East of Eden is a design research project that encompasses the creative output of the entire Department of Architecture and Landscape, from year one to postgraduate and across all the architecture and landscape programmes. Initiated to celebrate the Department’s move into its new home in the heart of Greenwich, the project hopefully marks the start of a long and fruitful relationship with our new surroundings.
Three sites were chosen for this project through a mix of fortuitous circumstance, university connections and at the invitation of interested groups. The project name comes from the fact that all three sites East Greenwich, the Greenwich peninsula and Thamesmead are situated to the east of the ‘Edenic’ maritime campus.
For each of the three sites the Department is working alongside an external partner that represents a very different idea regarding the development of the area. In East Greenwich we are working with residents and the Greenwich society; on the Peninsula we are principally working with the Hong Kong based developers Knight Dragon and at Thamesmead we are working with Peabody Housing Trust.
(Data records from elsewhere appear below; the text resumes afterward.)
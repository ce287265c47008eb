use std::{future, sync::Arc};

use anyhow::Result;
use chrono::NaiveDate;
use futures::{stream, StreamExt, TryStreamExt};
use tracing::debug;

use crate::{
    storage::kv::KeyValueStore,
    utils::{
        clock::{today, Clock},
        percentage::Percentage,
    },
};

use super::{log::ActivityLogEntry, store::DailyLogStore};

/// Number of day records read concurrently while scanning history.
const READ_AHEAD: usize = 4;

#[derive(Debug, Clone, Copy, PartialEq, Eq, Default)]
pub struct DailySummary {
    pub completed: usize,
    pub total: usize,
}

impl DailySummary {
    pub fn of(activities: &[ActivityLogEntry]) -> Self {
        Self {
            completed: activities.iter().filter(|v| v.completed).count(),
            total: activities.len(),
        }
    }

    /// 0% for a day without activities.
    pub fn percentage(&self) -> Percentage {
        Percentage::of(self.completed, self.total)
    }
}

#[derive(Debug, Clone, Copy, PartialEq, Eq)]
pub struct DayHistory {
    pub date: NaiveDate,
    pub summary: DailySummary,
}

/// Derives statistics from the days stored in a [DailyLogStore].
pub struct Aggregator<S> {
    logs: Arc<DailyLogStore<S>>,
    clock: Arc<dyn Clock>,
}

impl<S: KeyValueStore> Aggregator<S> {
    pub fn new(logs: Arc<DailyLogStore<S>>, clock: Arc<dyn Clock>) -> Self {
        Self { logs, clock }
    }

    /// Completion of the current day, unsaved days count as all 8 template activities open.
    pub async fn todays_summary(&self, user_id: &str) -> Result<DailySummary> {
        let date = today(self.clock.as_ref());
        Ok(self.logs.load(user_id, date).await?.summary())
    }

    /// Completion of every stored day, ascending by date. Days whose record can't be parsed
    /// are skipped.
    pub async fn history(&self, user_id: &str) -> Result<Vec<DayHistory>> {
        let dates = self.logs.recorded_dates(user_id).await?;
        debug!("Summarizing {} days of {user_id}", dates.len());

        let logs = self.logs.as_ref();
        stream::iter(dates)
            .map(move |date| async move {
                let record = logs.read_record(user_id, date).await?;
                Ok::<_, anyhow::Error>(record.map(|v| DayHistory {
                    date,
                    summary: v.summary(),
                }))
            })
            .buffered(READ_AHEAD)
            .try_filter_map(|v| future::ready(Ok(v)))
            .try_collect()
            .await
    }

    /// Number of completed activities across all stored days.
    pub async fn lifetime_completed_count(&self, user_id: &str) -> Result<usize> {
        Ok(self
            .history(user_id)
            .await?
            .iter()
            .map(|v| v.summary.completed)
            .sum())
    }
}

#[cfg(test)]
mod tests {
    use std::sync::Arc;

    use anyhow::Result;
    use chrono::NaiveDate;

    use crate::{
        activity::{log::DailyLog, store::DailyLogStore},
        storage::{activities_key, kv::KeyValueStore, memory::MemoryStore},
        utils::{
            clock::{testing::fixed_clock, Clock},
            logging::TEST_LOGGING,
            percentage::Percentage,
        },
    };

    use super::{Aggregator, DailySummary};

    fn day(d: u32) -> NaiveDate {
        NaiveDate::from_ymd_opt(2025, 3, d).unwrap()
    }

    fn setup(
        store: Arc<MemoryStore>,
    ) -> (Arc<DailyLogStore<Arc<MemoryStore>>>, Aggregator<Arc<MemoryStore>>) {
        let clock: Arc<dyn Clock> = Arc::new(fixed_clock(day(15)));
        let logs = Arc::new(DailyLogStore::new(store, clock.clone()));
        let aggregator = Aggregator::new(logs.clone(), clock);
        (logs, aggregator)
    }

    async fn save_completed(
        logs: &DailyLogStore<Arc<MemoryStore>>,
        date: NaiveDate,
        completed: usize,
    ) -> Result<()> {
        let mut log = DailyLog::fresh(date);
        let ids = log
            .activities()
            .iter()
            .take(completed)
            .map(|v| v.id.clone())
            .collect::<Vec<_>>();
        for id in ids {
            log.toggle(&id)?;
        }
        logs.save("user", date, log.activities()).await?;
        Ok(())
    }

    #[tokio::test]
    async fn test_todays_summary_for_fresh_user() -> Result<()> {
        let (_, aggregator) = setup(Arc::new(MemoryStore::new()));

        let summary = aggregator.todays_summary("user").await?;
        assert_eq!(summary, DailySummary { completed: 0, total: 8 });
        assert_eq!(summary.percentage(), Percentage::ZERO);
        Ok(())
    }

    #[tokio::test]
    async fn test_todays_summary_reads_saved_day() -> Result<()> {
        let (logs, aggregator) = setup(Arc::new(MemoryStore::new()));
        save_completed(&logs, day(15), 2).await?;
        save_completed(&logs, day(14), 7).await?;

        let summary = aggregator.todays_summary("user").await?;
        assert_eq!(summary, DailySummary { completed: 2, total: 8 });
        assert_eq!(summary.percentage().rounded(), 25);
        Ok(())
    }

    #[test]
    fn test_empty_day_percentage_is_zero() {
        let summary = DailySummary::of(&[]);
        assert_eq!(summary.total, 0);
        assert_eq!(summary.percentage(), Percentage::ZERO);
    }

    #[tokio::test]
    async fn test_lifetime_count_sums_all_days() -> Result<()> {
        let (logs, aggregator) = setup(Arc::new(MemoryStore::new()));
        save_completed(&logs, day(1), 3).await?;
        save_completed(&logs, day(2), 5).await?;

        assert_eq!(aggregator.lifetime_completed_count("user").await?, 8);
        assert_eq!(aggregator.lifetime_completed_count("someone-else").await?, 0);
        Ok(())
    }

    #[tokio::test]
    async fn test_corrupted_day_does_not_blank_total() -> Result<()> {
        *TEST_LOGGING;
        let store = Arc::new(MemoryStore::new());
        let (logs, aggregator) = setup(store.clone());
        save_completed(&logs, day(1), 3).await?;
        save_completed(&logs, day(2), 5).await?;
        save_completed(&logs, day(3), 4).await?;
        store.set(&activities_key("user", day(3)), "{\"activities\": [").await?;

        assert_eq!(aggregator.lifetime_completed_count("user").await?, 8);

        let history = aggregator.history("user").await?;
        assert_eq!(
            history.iter().map(|v| v.date).collect::<Vec<_>>(),
            vec![day(1), day(2)]
        );
        assert_eq!(history[1].summary.percentage().rounded(), 63);
        Ok(())
    }
}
East Greenwich and the Greenwich Peninsula are clearly of interest due to their proximity to the Maritime campus, whereas the third, Thamesmead, has recently been acquired by the Peabody, an organisation that has strong links with the University through the Universities Pro Chancellor and Chair of Court who is also CEO of Peabody. These three groups have very different agendas, priorities and interests and it was thought insightful to provide students this contrast as a backdrop for developing their academic projects.
East of Eden has a series of aims; to engage with our local area and to develop a social, cultural and physical analysis of these sites; to ask questions about the forces that drive the development of the city in 21st century and to speculate upon a range of strategies that might suggest an inclusive agenda for urban growth. But most importantly to provide an exciting and provocative range of proposals for these sites, from practical approaches to housing and streetscape, to more esoteric musings on progressive technology and new forms of social action and organisation. A large part of this project will question the reliance on the market to develop a coherent strategy for urban growth and critique the financial mechanisms that drive the contemporary city.
The work shown here has been selected as part of the ‘Work in Progress’ Exhibition to coincide with Future Cities 4, the final output of the East of Eden project will be a book covering the output of the student cohort supplemented by projects from members of staff and a wide variety of pieces from some of our external collaborators, as a marker for our arrival into Greenwich, East of Eden looks like being significant contribution to the local scene.